(WHAT TO DO): Gather, from the listing beneath this task, every line holding the string "false".
::::::
use parking_lot::Mutex;
use serde::Serialize;
use std::fmt;
use std::sync::{Arc, Weak};

use crate::dom::{Document, DomEvent, DomEventKind, NodeId, ESCAPE_KEY};
use crate::listeners::Subscription;

#[derive(Debug, Clone, PartialEq, Serialize)]
pub struct SelectOption<T> {
    pub value: T,
    pub label: String,
}

impl<T> SelectOption<T> {
    pub fn new(value: T, label: impl Into<String>) -> Self {
        Self {
            value,
            label: label.into(),
        }
    }
}

pub type ChangeCallback<T> = Arc<dyn Fn(&T) + Send + Sync>;

/// Present only while the menu is open.
struct OpenMenu {
    node: NodeId,
    option_nodes: Vec<NodeId>,
    dismissal: Subscription,
}

struct SelectInner<T> {
    options: Vec<SelectOption<T>>,
    selected: T,
    menu: Option<OpenMenu>,
}

impl<T> SelectInner<T> {
    /// Tear down the open menu: detach the global listeners first, then drop
    /// the menu subtree. Returns false when already closed.
    fn dismiss(&mut self, document: &Document) -> bool {
        let Some(mut menu) = self.menu.take() else {
            return false;
        };
        menu.dismissal.release();
        document.remove_node(menu.node);
        true
    }
}

/// Single-choice dropdown.
///
/// The trigger lives in the document for the widget's whole lifetime. The
/// menu (and its option nodes) exists only while open, together with the
/// document-level pointer-down and Escape listeners that dismiss it.
pub struct SelectWidget<T> {
    document: Document,
    root: NodeId,
    trigger: NodeId,
    inner: Arc<Mutex<SelectInner<T>>>,
    on_change: Option<ChangeCallback<T>>,
}

impl<T> SelectWidget<T>
where
    T: Clone + PartialEq + Send + 'static,
{
    /// Mount a closed widget under `parent` with `initial` selected.
    pub fn new(
        document: &Document,
        parent: NodeId,
        options: Vec<SelectOption<T>>,
        initial: T,
    ) -> Self {
        let root = document.create_node(parent);
        let trigger = document.create_node(root);

        Self {
            document: document.clone(),
            root,
            trigger,
            inner: Arc::new(Mutex::new(SelectInner {
                options,
                selected: initial,
                menu: None,
            })),
            on_change: None,
        }
    }

    pub fn on_change<F>(mut self, callback: F) -> Self
    where
        F: Fn(&T) + Send + Sync + 'static,
    {
        self.on_change = Some(Arc::new(callback));
        self
    }

    pub fn is_open(&self) -> bool {
        self.inner.lock().menu.is_some()
    }

    pub fn selected(&self) -> T {
        self.inner.lock().selected.clone()
    }

    /// Label of the selected option, if the selected value is among the options.
    pub fn selected_label(&self) -> Option<String> {
        let inner = self.inner.lock();
        inner
            .options
            .iter()
            .find(|option| option.value == inner.selected)
            .map(|option| option.label.clone())
    }

    pub fn trigger_node(&self) -> NodeId {
        self.trigger
    }

    pub fn menu_node(&self) -> Option<NodeId> {
        self.inner.lock().menu.as_ref().map(|menu| menu.node)
    }

    pub fn option_node(&self, index: usize) -> Option<NodeId> {
        self.inner
            .lock()
            .menu
            .as_ref()
            .and_then(|menu| menu.option_nodes.get(index).copied())
    }

    pub fn open(&self) {
        let mut inner = self.inner.lock();
        if inner.menu.is_some() {
            return;
        }

        let node = self.document.create_node(self.root);
        let option_nodes = inner
            .options
            .iter()
            .map(|_| self.document.create_node(node))
            .collect();

        inner.menu = Some(OpenMenu {
            node,
            option_nodes,
            dismissal: self.subscribe_dismissal(),
        });
        log::debug!("Select {:?} opened", self.trigger);
    }

    pub fn close(&self) {
        let mut inner = self.inner.lock();
        if inner.dismiss(&self.document) {
            log::debug!("Select {:?} closed", self.trigger);
        }
    }

    pub fn toggle(&self) {
        if self.is_open() {
            self.close();
        } else {
            self.open();
        }
    }

    /// Choose `value`, close the menu and notify the owner.
    ///
    /// Membership in the option list is not checked, so options added after
    /// the fact can still be selected.
    pub fn select_option(&self, value: T) {
        {
            let mut inner = self.inner.lock();
            inner.selected = value.clone();
            inner.dismiss(&self.document);
        }
        log::debug!("Select {:?} changed value", self.trigger);

        if let Some(callback) = &self.on_change {
            callback(&value);
        }
    }

    /// Replace the selected value without notifying the owner.
    pub fn set_value(&self, value: T) {
        self.inner.lock().selected = value;
    }

    /// Replace the option list. An open menu re-creates its option nodes.
    pub fn set_options(&self, options: Vec<SelectOption<T>>) {
        let mut inner = self.inner.lock();
        let count = options.len();
        inner.options = options;

        if let Some(menu) = inner.menu.as_mut() {
            for node in menu.option_nodes.drain(..) {
                self.document.remove_node(node);
            }
            menu.option_nodes = (0..count)
                .map(|_| self.document.create_node(menu.node))
                .collect();
        }
    }

    pub fn view(&self) -> SelectView<T> {
        let inner = self.inner.lock();
        let is_open = inner.menu.is_some();

        let trigger = TriggerView {
            node: self.trigger,
            class: if is_open {
                "select-trigger open"
            } else {
                "select-trigger"
            },
            aria_haspopup: "listbox",
            aria_expanded: is_open,
            label: inner
                .options
                .iter()
                .find(|option| option.value == inner.selected)
                .map(|option| option.label.clone())
                .unwrap_or_default(),
        };

        let menu = inner.menu.as_ref().map(|menu| MenuView {
            node: menu.node,
            class: "select-menu",
            role: "listbox",
            options: inner
                .options
                .iter()
                .zip(&menu.option_nodes)
                .map(|(option, node)| {
                    let selected = option.value == inner.selected;
                    OptionView {
                        node: *node,
                        role: "option",
                        aria_selected: selected,
                        class: if selected {
                            "select-option selected"
                        } else {
                            "select-option"
                        },
                        label: option.label.clone(),
                        value: option.value.clone(),
                    }
                })
                .collect(),
        });

        SelectView { trigger, menu }
    }

    fn subscribe_dismissal(&self) -> Subscription {
        let trigger = self.trigger;

        let weak: Weak<Mutex<SelectInner<T>>> = Arc::downgrade(&self.inner);
        let document = self.document.clone();
        let pointer = self.document.add_listener(
            DomEventKind::PointerDown,
            Arc::new(move |event: &DomEvent| {
                let DomEvent::PointerDown { target } = event else {
                    return;
                };
                let Some(inner) = weak.upgrade() else {
                    return;
                };
                let mut inner = inner.lock();
                let Some(menu) = inner.menu.as_ref() else {
                    return;
                };
                if document.contains(menu.node, *target) || document.contains(trigger, *target) {
                    return;
                }
                if inner.dismiss(&document) {
                    log::debug!("Select {:?} dismissed by outside pointer-down", trigger);
                }
            }),
        );

        let weak: Weak<Mutex<SelectInner<T>>> = Arc::downgrade(&self.inner);
        let document = self.document.clone();
        let escape = self.document.add_listener(
            DomEventKind::KeyDown,
            Arc::new(move |event: &DomEvent| {
                let DomEvent::KeyDown { key } = event else {
                    return;
                };
                if key != ESCAPE_KEY {
                    return;
                }
                let Some(inner) = weak.upgrade() else {
                    return;
                };
                if inner.lock().dismiss(&document) {
                    log::debug!("Select {:?} dismissed by Escape", trigger);
                }
            }),
        );

        let document = self.document.clone();
        Subscription::new(move || {
            document.remove_listener(pointer);
            document.remove_listener(escape);
        })
    }
}

impl<T> Drop for SelectWidget<T> {
    fn drop(&mut self) {
        self.inner.lock().dismiss(&self.document);
        self.document.remove_node(self.root);
    }
}

impl<T: fmt::Debug> fmt::Debug for SelectWidget<T> {
    fn fmt(&self, f: &mut fmt::Formatter<'_>) -> fmt::Result {
        let inner = self.inner.lock();
        f.debug_struct("SelectWidget")
            .field("trigger", &self.trigger)
            .field("open", &inner.menu.is_some())
            .field("selected", &inner.selected)
            .field("options", &inner.options.len())
            .finish()
    }
}

/// Observable render of a select widget, including its ARIA attributes.
#[derive(Debug, Clone, PartialEq, Serialize)]
pub struct SelectView<T> {
    pub trigger: TriggerView,
    pub menu: Option<MenuView<T>>,
}

#[derive(Debug, Clone, PartialEq, Serialize)]
#[serde(rename_all = "camelCase")]
pub struct TriggerView {
    pub node: NodeId,
    pub class: &'static str,
    pub aria_haspopup: &'static str,
    pub aria_expanded: bool,
    pub label: String,
}

#[derive(Debug, Clone, PartialEq, Serialize)]
pub struct MenuView<T> {
    pub node: NodeId,
    pub class: &'static str,
    pub role: &'static str,
    pub options: Vec<OptionView<T>>,
}

#[derive(Debug, Clone, PartialEq, Serialize)]
#[serde(rename_all = "camelCase")]
pub struct OptionView<T> {
    pub node: NodeId,
    pub role: &'static str,
    pub aria_selected: bool,
    pub class: &'static str,
    pub label: String,
    pub value: T,
}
::::::
(WRITTEN SOLUTION):
    /// the menu subtree. Returns false when already closed.
            return false;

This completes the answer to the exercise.